*What to do*.
Where a line holds the word "asset", count it, then give only the total for the entries below.

Collected data:
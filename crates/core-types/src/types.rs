// In crates/core-types/src/types.rs

use chrono::{DateTime, Utc};
use rust_decimal::Decimal;
use serde::{Deserialize, Serialize};
use std::fmt;
use std::str::FromStr;

use crate::error::Error;

/// A trading pair symbol as the market-data provider spells it (e.g., "BTCUSDT").
#[derive(Debug, Clone, PartialEq, Eq, Hash, PartialOrd, Ord, Serialize, Deserialize)]
#[serde(transparent)]
pub struct Symbol(pub String);

impl fmt::Display for Symbol {
    fn fmt(&self, f: &mut fmt::Formatter<'_>) -> fmt::Result {
        f.write_str(&self.0)
    }
}

impl From<&str> for Symbol {
    fn from(value: &str) -> Self {
        Symbol(value.to_string())
    }
}

/// One closing price of a candle. Only lives for the duration of a single asset scan.
#[derive(Debug, Clone, Copy, PartialEq, Eq)]
pub struct PricePoint {
    /// Candle close time in milliseconds since the epoch.
    pub close_time: i64,
    pub close: Decimal,
}

/// The direction of a persisted notification.
#[derive(Debug, Clone, Copy, PartialEq, Eq, Hash, Serialize, Deserialize)]
#[serde(rename_all = "lowercase")]
pub enum Signal {
    Buy,
    Sell,
}

impl Signal {
    pub fn as_str(&self) -> &'static str {
        match self {
            Signal::Buy => "buy",
            Signal::Sell => "sell",
        }
    }
}

impl fmt::Display for Signal {
    fn fmt(&self, f: &mut fmt::Formatter<'_>) -> fmt::Result {
        f.write_str(self.as_str())
    }
}

impl FromStr for Signal {
    type Err = Error;

    fn from_str(s: &str) -> Result<Self, Self::Err> {
        match s {
            "buy" => Ok(Signal::Buy),
            "sell" => Ok(Signal::Sell),
            other => Err(Error::UnknownSignal(other.to_string())),
        }
    }
}

/// The classification of the latest transition between a short and a long average.
#[derive(Debug, Clone, Copy, PartialEq, Eq, Default)]
pub enum Crossover {
    #[default]
    None,
    /// The short average moved from at-or-below to strictly above the long one.
    Bullish,
    /// The short average moved from at-or-above to strictly below the long one.
    Bearish,
}

impl Crossover {
    /// The signal to persist for this crossover, if any.
    pub fn signal(&self) -> Option<Signal> {
        match self {
            Crossover::None => None,
            Crossover::Bullish => Some(Signal::Buy),
            Crossover::Bearish => Some(Signal::Sell),
        }
    }
}

/// A notification that has not been persisted yet.
#[derive(Debug, Clone, PartialEq, Eq)]
pub struct NewNotification {
    pub asset: String,
    pub signal: Signal,
    pub price_at_signal: Decimal,
    pub indicator: String,
    pub reason: String,
}

/// A persisted crossover notification. Never mutated after creation.
#[derive(Debug, Clone, PartialEq, Eq, Serialize, Deserialize)]
#[serde(rename_all = "camelCase")]
pub struct Notification {
    pub id: i64,
    pub asset: String,
    pub signal: Signal,
    pub price_at_signal: Decimal,
    pub indicator: String,
    pub reason: String,
    pub created_at: DateTime<Utc>,
}

impl Notification {
    /// Builds the stored record from its unsaved form and the store-assigned fields.
    pub fn from_new(new: NewNotification, id: i64, created_at: DateTime<Utc>) -> Self {
        Self {
            id,
            asset: new.asset,
            signal: new.signal,
            price_at_signal: new.price_at_signal,
            indicator: new.indicator,
            reason: new.reason,
            created_at,
        }
    }
}
// In crates/core-types/src/lib.rs

pub mod error;
pub mod types;

// Re-export the most important types for easy access from other crates.
pub use error::{Error, Result};
pub use types::{Crossover, NewNotification, Notification, PricePoint, Signal, Symbol};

*Written answer*.
4